The accuracy of the result values generated by the method according to the invention increases with the number of selection factors to be considered and the associated number of conversion functions stored in the database. Selection factor for a conversion function may be, for example, one or more of the following parameters, for example:

• Band surface structure (roughness, texture),
• - temperature of the band,
• - Material properties of the band, such as the nature of the material, so for example, whether it is steel, stainless steel, tinplate (steel tinplate, tinned or chrome plated), aluminum, copper and other metals or, for example, the steel brand, material class or surface code,
• - Information from pre-plant, such as upstream annealing process (hood or continuous annealing furnace),
• Information about properties resulting from the pretreatment, such as hardness, strength and grain size,
• Information about the pretreatment layers, such as phosphating, chromating, chromium-free no-rinse pretreatment layers,
• - Material property of the tape or tape contamination, such as hydrocarbons, carbon (organic, inorganic), oil, rust, emulsion, oxides, iron, particles, iron-iron compounds (iron soaps),
• - Belt speed.

The way of providing the selection factor can be varied and mixed. Thus, a selection factor can be manually entered into the evaluation unit, for example, a company-internal keyword for a particular metal type or a particular treatment step. Alternatively or additionally, a selection factor can be determined from a measured value of a further measuring device, such as, for example, the measured value of a temperature measuring device. However, the further measuring device can also be another ellipsometer, particularly preferred another single-shaft ellipsometer installed at another location. For example, a first single-shaft ellipsometer may be provided shortly after the belt entry in a belt treatment plant. With this first single-shaft ellipsometer, first measured values are determined from an ellipsometric characteristic, for example the angle DELTA of the reflected light beam for the first single-shaft ellipsometer. These first measured values may form the basis for the selection of the conversion function in an evaluation unit of a second single-shaft ellipsometer which is installed after the strip treatment plant. The selected conversion function can then have, for example, the measurement result of the first single-shaft ellipsometer as the influencing variable.

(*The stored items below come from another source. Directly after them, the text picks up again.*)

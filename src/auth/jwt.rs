//! Client-side JWT inspection.
//!
//! The client never holds the signing key, so tokens are decoded without
//! signature verification and only the embedded claims are read. The backend
//! remains the authority on whether a token is accepted.

use chrono::{DateTime, TimeZone, Utc};
use jsonwebtoken::{decode, Algorithm, DecodingKey, Validation};
use serde::{Deserialize, Serialize};

use crate::api::models::{RecordId, Role};
use crate::error::AuthError;

/// Claims carried by access and refresh tokens.
#[derive(Debug, Clone, Serialize, Deserialize)]
pub struct Claims {
    /// Expiration time (seconds since the epoch).
    pub exp: i64,
    #[serde(default)]
    pub iat: Option<i64>,
    #[serde(default)]
    pub user_id: Option<RecordId>,
    #[serde(default)]
    pub role: Option<Role>,
    #[serde(default)]
    pub email: Option<String>,
    /// `access` or `refresh`.
    #[serde(default)]
    pub token_type: Option<String>,
}

impl Claims {
    pub fn expires_at(&self) -> Option<DateTime<Utc>> {
        Utc.timestamp_opt(self.exp, 0).single()
    }

    pub fn is_expired_at(&self, now: DateTime<Utc>) -> bool {
        self.exp <= now.timestamp()
    }
}

/// Decode a token's claims without verifying its signature.
pub fn decode_claims(token: &str) -> Result<Claims, AuthError> {
    let mut validation = Validation::new(Algorithm::HS256);
    validation.insecure_disable_signature_validation();
    validation.validate_exp = false;
    validation.validate_nbf = false;
    validation.validate_aud = false;
    validation.required_spec_claims.clear();

    decode::<Claims>(token, &DecodingKey::from_secret(&[]), &validation)
        .map(|data| data.claims)
        .map_err(|e| AuthError::InvalidToken(e.to_string()))
}

/// Claims of a token that is decodable and unexpired at `now`.
pub fn valid_claims_at(token: &str, now: DateTime<Utc>) -> Option<Claims> {
    decode_claims(token)
        .ok()
        .filter(|claims| !claims.is_expired_at(now))
}
//! Property-management backend API.
//!
//! This module provides:
//! - An authenticated client with transparent token refresh
//! - Typed models for the current user and resource collections
//! - A short-lived cache for the current user

pub mod cache;
pub mod client;
pub mod models;

pub use cache::UserCache;
pub use client::{ApiClient, LoginRedirect, DEFAULT_LOGIN_PATH};
pub use models::{RecordId, Resource, Role, User};
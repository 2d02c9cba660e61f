//! Data models for the property-management backend.

use std::fmt;

use serde::{Deserialize, Serialize};

/// Primary key of a backend record: numeric or string.
#[derive(Debug, Clone, PartialEq, Eq, Hash, Serialize, Deserialize)]
#[serde(untagged)]
pub enum RecordId {
    Int(i64),
    Text(String),
}

impl fmt::Display for RecordId {
    fn fmt(&self, f: &mut fmt::Formatter<'_>) -> fmt::Result {
        match self {
            Self::Int(id) => write!(f, "{}", id),
            Self::Text(id) => f.write_str(id),
        }
    }
}

impl From<i64> for RecordId {
    fn from(id: i64) -> Self {
        Self::Int(id)
    }
}

impl From<&str> for RecordId {
    fn from(id: &str) -> Self {
        id.parse::<i64>()
            .map(Self::Int)
            .unwrap_or_else(|_| Self::Text(id.to_string()))
    }
}

/// Account role.
#[derive(Debug, Clone, Copy, PartialEq, Eq, Serialize, Deserialize)]
#[serde(rename_all = "snake_case")]
pub enum Role {
    Admin,
    Tenant,
    PropertyManager,
    Landlord,
}

impl fmt::Display for Role {
    fn fmt(&self, f: &mut fmt::Formatter<'_>) -> fmt::Result {
        let label = match self {
            Self::Admin => "admin",
            Self::Tenant => "tenant",
            Self::PropertyManager => "property manager",
            Self::Landlord => "landlord",
        };
        f.write_str(label)
    }
}

/// The signed-in user, from the `/me` endpoint.
#[derive(Debug, Clone, Serialize, Deserialize)]
pub struct User {
    pub id: RecordId,
    pub role: Role,
    #[serde(default, alias = "name", alias = "full_name")]
    pub display_name: Option<String>,
    #[serde(default)]
    pub first_name: Option<String>,
    #[serde(default)]
    pub last_name: Option<String>,
    #[serde(default)]
    pub username: Option<String>,
    #[serde(default)]
    pub email: Option<String>,
}

impl User {
    /// Get the best available display name.
    pub fn display_name_or_username(&self) -> String {
        if let Some(name) = self.display_name.as_ref().filter(|n| !n.trim().is_empty()) {
            return name.clone();
        }

        let full: Vec<&str> = [self.first_name.as_deref(), self.last_name.as_deref()]
            .into_iter()
            .flatten()
            .map(str::trim)
            .filter(|s| !s.is_empty())
            .collect();
        if !full.is_empty() {
            return full.join(" ");
        }

        self.username
            .clone()
            .or_else(|| self.email.clone())
            .unwrap_or_else(|| format!("User {}", self.id))
    }

    /// Get the best available email.
    pub fn email(&self) -> String {
        self.email.clone().unwrap_or_else(|| "No email".to_string())
    }
}

/// Backend resource collections.
#[derive(Debug, Clone, Copy, PartialEq, Eq)]
pub enum Resource {
    Tenants,
    Properties,
    Units,
    Offices,
    Invoices,
    Payments,
    Receipts,
    BillingPeriods,
    Transactions,
    UtilityCharges,
}

impl Resource {
    pub const ALL: [Resource; 10] = [
        Self::Tenants,
        Self::Properties,
        Self::Units,
        Self::Offices,
        Self::Invoices,
        Self::Payments,
        Self::Receipts,
        Self::BillingPeriods,
        Self::Transactions,
        Self::UtilityCharges,
    ];

    /// Collection name as used in URLs and on the command line.
    pub fn name(self) -> &'static str {
        match self {
            Self::Tenants => "tenants",
            Self::Properties => "properties",
            Self::Units => "units",
            Self::Offices => "offices",
            Self::Invoices => "invoices",
            Self::Payments => "payments",
            Self::Receipts => "receipts",
            Self::BillingPeriods => "billing-periods",
            Self::Transactions => "transactions",
            Self::UtilityCharges => "utility-charges",
        }
    }

    /// Collection path relative to the API base URL.
    pub fn collection_path(self) -> String {
        format!("api/{}/", self.name())
    }

    /// Path of one record.
    pub fn record_path(self, id: &RecordId) -> String {
        format!(
            "api/{}/{}/",
            self.name(),
            urlencoding::encode(&id.to_string())
        )
    }
}

impl fmt::Display for Resource {
    fn fmt(&self, f: &mut fmt::Formatter<'_>) -> fmt::Result {
        f.write_str(self.name())
    }
}

impl std::str::FromStr for Resource {
    type Err = String;

    fn from_str(s: &str) -> Result<Self, Self::Err> {
        let wanted = s.trim().to_ascii_lowercase().replace('_', "-");
        Self::ALL
            .into_iter()
            .find(|r| r.name() == wanted)
            .ok_or_else(|| {
                let names: Vec<&str> = Self::ALL.iter().map(|r| r.name()).collect();
                format!("unknown resource {:?}, expected one of: {}", s, names.join(", "))
            })
    }
}

/// A list response: either a bare array or a paginated envelope.
#[derive(Debug, Deserialize)]
#[serde(untagged)]
pub(crate) enum ListResponse {
    Page { results: Vec<serde_json::Value> },
    Plain(Vec<serde_json::Value>),
}

impl ListResponse {
    pub(crate) fn into_records(self) -> Vec<serde_json::Value> {
        match self {
            Self::Page { results } => results,
            Self::Plain(records) => records,
        }
    }
}
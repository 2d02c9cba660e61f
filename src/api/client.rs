//! Authenticated client for the property-management REST API.
//!
//! Every call goes through two interception steps around the HTTP request:
//! an expired access token is refreshed before the request is sent, and a
//! 401 response triggers one refresh and one replay of the request.

use std::sync::{Arc, Mutex, MutexGuard};

use reqwest::{Method, Response, StatusCode};
use serde::de::DeserializeOwned;
use serde_json::Value;
use tracing::{debug, info, warn};
use url::Url;

use super::cache::UserCache;
use super::models::{ListResponse, RecordId, Resource, User};
use crate::auth::client::{HTTP_CONNECT_TIMEOUT, HTTP_TIMEOUT};
use crate::auth::token_manager::SessionManager;
use crate::error::{ApiError, AppError, ErrorPayload, StoreError};
use crate::store::SecureString;

/// Where to send the user when the session cannot be renewed.
pub const DEFAULT_LOGIN_PATH: &str = "/auth/login";

const ME_PATH: &str = "api/auth/me/";

/// Callback invoked with the login path when a request needs a new sign-in.
pub type LoginRedirect = Arc<dyn Fn(&str) + Send + Sync>;

/// Property-management API client.
pub struct ApiClient {
    base_url: Url,
    http_client: reqwest::Client,
    session: Arc<SessionManager>,
    login_path: String,
    on_login_required: Option<LoginRedirect>,
    user_cache: Mutex<UserCache>,
}

impl ApiClient {
    /// Create a new API client with the default timeouts.
    pub fn new(base_url: Url, session: Arc<SessionManager>) -> Result<Self, ApiError> {
        let http_client = reqwest::Client::builder()
            .timeout(HTTP_TIMEOUT)
            .connect_timeout(HTTP_CONNECT_TIMEOUT)
            .build()?;

        Ok(Self::with_http_client(base_url, http_client, session))
    }

    pub fn with_http_client(
        base_url: Url,
        http_client: reqwest::Client,
        session: Arc<SessionManager>,
    ) -> Self {
        Self {
            base_url,
            http_client,
            session,
            login_path: DEFAULT_LOGIN_PATH.to_string(),
            on_login_required: None,
            user_cache: Mutex::new(UserCache::new()),
        }
    }

    /// Override the login redirect target.
    pub fn with_login_path(mut self, login_path: impl Into<String>) -> Self {
        self.login_path = login_path.into();
        self
    }

    /// Register a callback for forced sign-in redirects.
    pub fn on_login_required(mut self, redirect: impl Fn(&str) + Send + Sync + 'static) -> Self {
        self.on_login_required = Some(Arc::new(redirect));
        self
    }

    pub fn session(&self) -> &Arc<SessionManager> {
        &self.session
    }

    pub fn login_path(&self) -> &str {
        &self.login_path
    }

    fn user_cache(&self) -> MutexGuard<'_, UserCache> {
        self.user_cache.lock().unwrap_or_else(|e| e.into_inner())
    }

    /// Sign in through the session manager, dropping any cached user.
    pub async fn login(&self, identifier: &str, password: &str) -> Result<String, AppError> {
        self.user_cache().invalidate();
        self.session.login(identifier, password).await
    }

    /// Sign out through the session manager, dropping any cached user.
    pub async fn logout(&self) -> Result<(), StoreError> {
        self.user_cache().invalidate();
        self.session.logout().await
    }

    fn login_required(&self) -> ApiError {
        warn!("Session cannot be renewed, redirecting to {}", self.login_path);
        if let Some(redirect) = &self.on_login_required {
            redirect(&self.login_path);
        }
        self.session_error(ApiError::LoginRequired {
            redirect_to: self.login_path.clone(),
        })
    }

    fn session_error(&self, error: ApiError) -> ApiError {
        self.user_cache().observe(&error);
        error
    }

    /// Token for the next request, refreshing first when the cached one has expired.
    async fn authorize(&self) -> Result<SecureString, ApiError> {
        let observed = self.session.generation();
        if let Some(token) = self.session.get_access_token() {
            return Ok(token);
        }

        debug!("Access token missing or expired, refreshing before request");
        match self.session.refresh_since(observed).await {
            Some(token) => Ok(token),
            None => Err(self.login_required()),
        }
    }

    async fn dispatch(
        &self,
        method: &Method,
        url: &Url,
        body: Option<&Value>,
        token: &SecureString,
    ) -> Result<Response, ApiError> {
        let mut request = self
            .http_client
            .request(method.clone(), url.clone())
            .bearer_auth(token.as_str());
        if let Some(body) = body {
            request = request.json(body);
        }

        Ok(request.send().await?)
    }

    /// Send an authenticated request, replaying it at most once after a 401.
    async fn send(
        &self,
        method: Method,
        path: &str,
        body: Option<&Value>,
    ) -> Result<Response, ApiError> {
        let url = self
            .base_url
            .join(path)
            .map_err(|e| ApiError::ParseFailed(format!("invalid path {:?}: {}", path, e)))?;

        let token = self.authorize().await?;
        let sent_at = self.session.generation();
        debug!("{} {}", method, url.path());
        let response = self.dispatch(&method, &url, body, &token).await?;
        if response.status() != StatusCode::UNAUTHORIZED {
            return Ok(response);
        }

        debug!("{} {} returned 401, refreshing and retrying once", method, url.path());
        let Some(token) = self.session.refresh_since(sent_at).await else {
            return Err(self.login_required());
        };

        let retried = self.dispatch(&method, &url, body, &token).await?;
        if retried.status() == StatusCode::UNAUTHORIZED {
            warn!("{} {} still unauthorized after refresh", method, url.path());
            return Err(self.session_error(ApiError::Unauthorized));
        }

        Ok(retried)
    }

    /// Fetch the signed-in user, bypassing the cache.
    pub async fn me(&self) -> Result<User, ApiError> {
        let response = self.send(Method::GET, ME_PATH, None).await?;
        let user: User = read_json(response).await?;

        info!("Fetched profile for {}", user.display_name_or_username());
        self.user_cache().set(user.clone());
        Ok(user)
    }

    /// The signed-in user, served from cache while fresh.
    pub async fn current_user(&self) -> Result<User, ApiError> {
        let owner = self.session.claims().and_then(|claims| claims.user_id);
        let cached = self.user_cache().get(owner.as_ref()).cloned();
        if let Some(user) = cached {
            return Ok(user);
        }
        self.me().await
    }

    /// List every record of a collection.
    pub async fn list(&self, resource: Resource) -> Result<Vec<Value>, ApiError> {
        let response = self
            .send(Method::GET, &resource.collection_path(), None)
            .await?;
        let list: ListResponse = read_json(response).await?;
        let records = list.into_records();

        debug!("Fetched {} {}", records.len(), resource);
        Ok(records)
    }

    pub async fn get(&self, resource: Resource, id: &RecordId) -> Result<Value, ApiError> {
        let response = self
            .send(Method::GET, &resource.record_path(id), None)
            .await?;
        read_json(response).await
    }

    pub async fn create(&self, resource: Resource, body: &Value) -> Result<Value, ApiError> {
        let response = self
            .send(Method::POST, &resource.collection_path(), Some(body))
            .await?;
        let created: Value = read_json(response).await?;

        info!("Created {} record", resource);
        Ok(created)
    }

    /// Partially update a record.
    pub async fn update(
        &self,
        resource: Resource,
        id: &RecordId,
        body: &Value,
    ) -> Result<Value, ApiError> {
        let response = self
            .send(Method::PATCH, &resource.record_path(id), Some(body))
            .await?;
        let updated: Value = read_json(response).await?;

        info!("Updated {} {}", resource, id);
        Ok(updated)
    }

    pub async fn delete(&self, resource: Resource, id: &RecordId) -> Result<(), ApiError> {
        let response = self
            .send(Method::DELETE, &resource.record_path(id), None)
            .await?;

        let status = response.status();
        if !status.is_success() {
            return Err(rejected(status, response).await);
        }

        info!("Deleted {} {}", resource, id);
        Ok(())
    }
}

async fn read_json<T: DeserializeOwned>(response: Response) -> Result<T, ApiError> {
    let status = response.status();
    if !status.is_success() {
        return Err(rejected(status, response).await);
    }

    response
        .json::<T>()
        .await
        .map_err(|e| ApiError::ParseFailed(e.to_string()))
}

async fn rejected(status: StatusCode, response: Response) -> ApiError {
    let body = response.text().await.unwrap_or_default();
    let payload = ErrorPayload::from_body(status, &body);
    debug!("Request rejected: HTTP {} - {}", status, payload);

    ApiError::Rejected {
        status: status.as_u16(),
        payload,
    }
}
#![allow(dead_code)]

use std::sync::{Arc, Mutex};

use chrono::{Duration, Utc};
use jsonwebtoken::{encode, Algorithm, EncodingKey, Header};
use serde_json::json;
use url::Url;
use wiremock::MockServer;

use propdesk::store::{access_cookie_ttl, refresh_cookie_ttl, ACCESS_COOKIE, REFRESH_COOKIE};
use propdesk::{ApiClient, AuthClient, MemoryCookieJar, SessionManager, TokenStore};

/// A signed token whose `exp` lies `lifetime` from now, tagged so tokens differ.
pub fn token(tag: &str, lifetime: Duration) -> String {
    let now = Utc::now();
    encode(
        &Header::new(Algorithm::HS256),
        &json!({
            "exp": (now + lifetime).timestamp(),
            "iat": now.timestamp(),
            "user_id": 12,
            "role": "property_manager",
            "jti": tag,
        }),
        &EncodingKey::from_secret(b"backend-secret"),
    )
    .unwrap()
}

pub fn bearer(token: &str) -> String {
    format!("Bearer {}", token)
}

pub struct Harness {
    pub client: ApiClient,
    pub jar: Arc<MemoryCookieJar>,
    pub redirects: Arc<Mutex<Vec<String>>>,
}

impl Harness {
    pub fn new(server: &MockServer) -> Self {
        let base = Url::parse(&format!("{}/", server.uri())).unwrap();
        let jar = Arc::new(MemoryCookieJar::new());
        let session = Arc::new(SessionManager::new(
            AuthClient::new(base.clone()).unwrap(),
            jar.clone(),
        ));

        let redirects = Arc::new(Mutex::new(Vec::new()));
        let seen = redirects.clone();
        let client = ApiClient::new(base, session)
            .unwrap()
            .on_login_required(move |path| seen.lock().unwrap().push(path.to_string()));

        Self {
            client,
            jar,
            redirects,
        }
    }

    /// Put tokens straight into the cookie jar, as a previous process would have.
    pub fn seed_cookies(&self, access: &str, refresh: &str) {
        self.jar.set(ACCESS_COOKIE, access, access_cookie_ttl()).unwrap();
        self.jar
            .set(REFRESH_COOKIE, refresh, refresh_cookie_ttl())
            .unwrap();
    }

    pub fn redirects(&self) -> Vec<String> {
        self.redirects.lock().unwrap().clone()
    }
}
//! propdesk: client library for the property-management backend.
//!
//! The core is [`auth::SessionManager`], which keeps the access/refresh token
//! pair in a [`store::TokenStore`] and refreshes it on demand.
//! [`api::ApiClient`] attaches the token to every call and recovers from
//! expired or rejected tokens.

#![deny(clippy::all)]

pub mod api;
pub mod auth;
pub mod config;
pub mod error;
pub mod store;

pub use api::ApiClient;
pub use auth::{AuthClient, SessionManager, SessionState};
pub use error::{ApiError, AppError, AuthError, ErrorPayload, StoreError};
pub use store::{FileCookieJar, MemoryCookieJar, TokenStore};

In a further preferred embodiment a selection factor can be read from a database for process flows. Strip Processing Lines, in which the method for determining the edition apply can, often become according to so-called pass-through plans operated. For example, the stitch plan indicates which one Tape at which time handled by the strip processing plant becomes. The evaluation unit can be used for the selection of the conversion function will rely on this information.

In a preferred embodiment the selection factor is based on the measurement of the detector and / or on the basis of the measured value determined in the evaluation unit, for example, based on an average value, determined.

The Conversion functions stored in the database can be simple Be calibration values. In a preferred embodiment, the conversion function is a polynomial, using other conversion functions as well can be.

In a preferred embodiment the result value is obtained by synchronizing with information about the Tape position assigned to a specific tape position. This makes it possible the process control system or the graphical display of the result values the additional To give information at which point of the tape the straight fed or currently displayed result value is present.

It has been shown that the inventive method achieved particularly good results when the light beam on a Area of the metal strip is directed, in which the metal band on a role rests. this leads to to a stabilization of the band and thus a smaller fluctuation of from the ellipsometric characteristic of the reflected Light beam determined values.

The Source of the light beam, for example the laser, and / or the Detector can permanently installed or, for example, perpendicular to the direction of tape travel Traversing be formed in the bandwidth direction. Through a Traverse over the bandwidth can with the inventive method, the tape support on the entire bandwidth can be measured.

The inventive method is preferred for determining a surface coverage at a carrier roughness used with a roughness value of 0.05 to 4 microns Ra. It has been shown that the proposed methods at these roughness values especially achieved good results.

Further the method is according to a preferred embodiment for determining a band support with a layer thickness of 1 to 100 nm used. Again, it has been shown that the by the inventive method determined result values in this layer thickness range especially precise are.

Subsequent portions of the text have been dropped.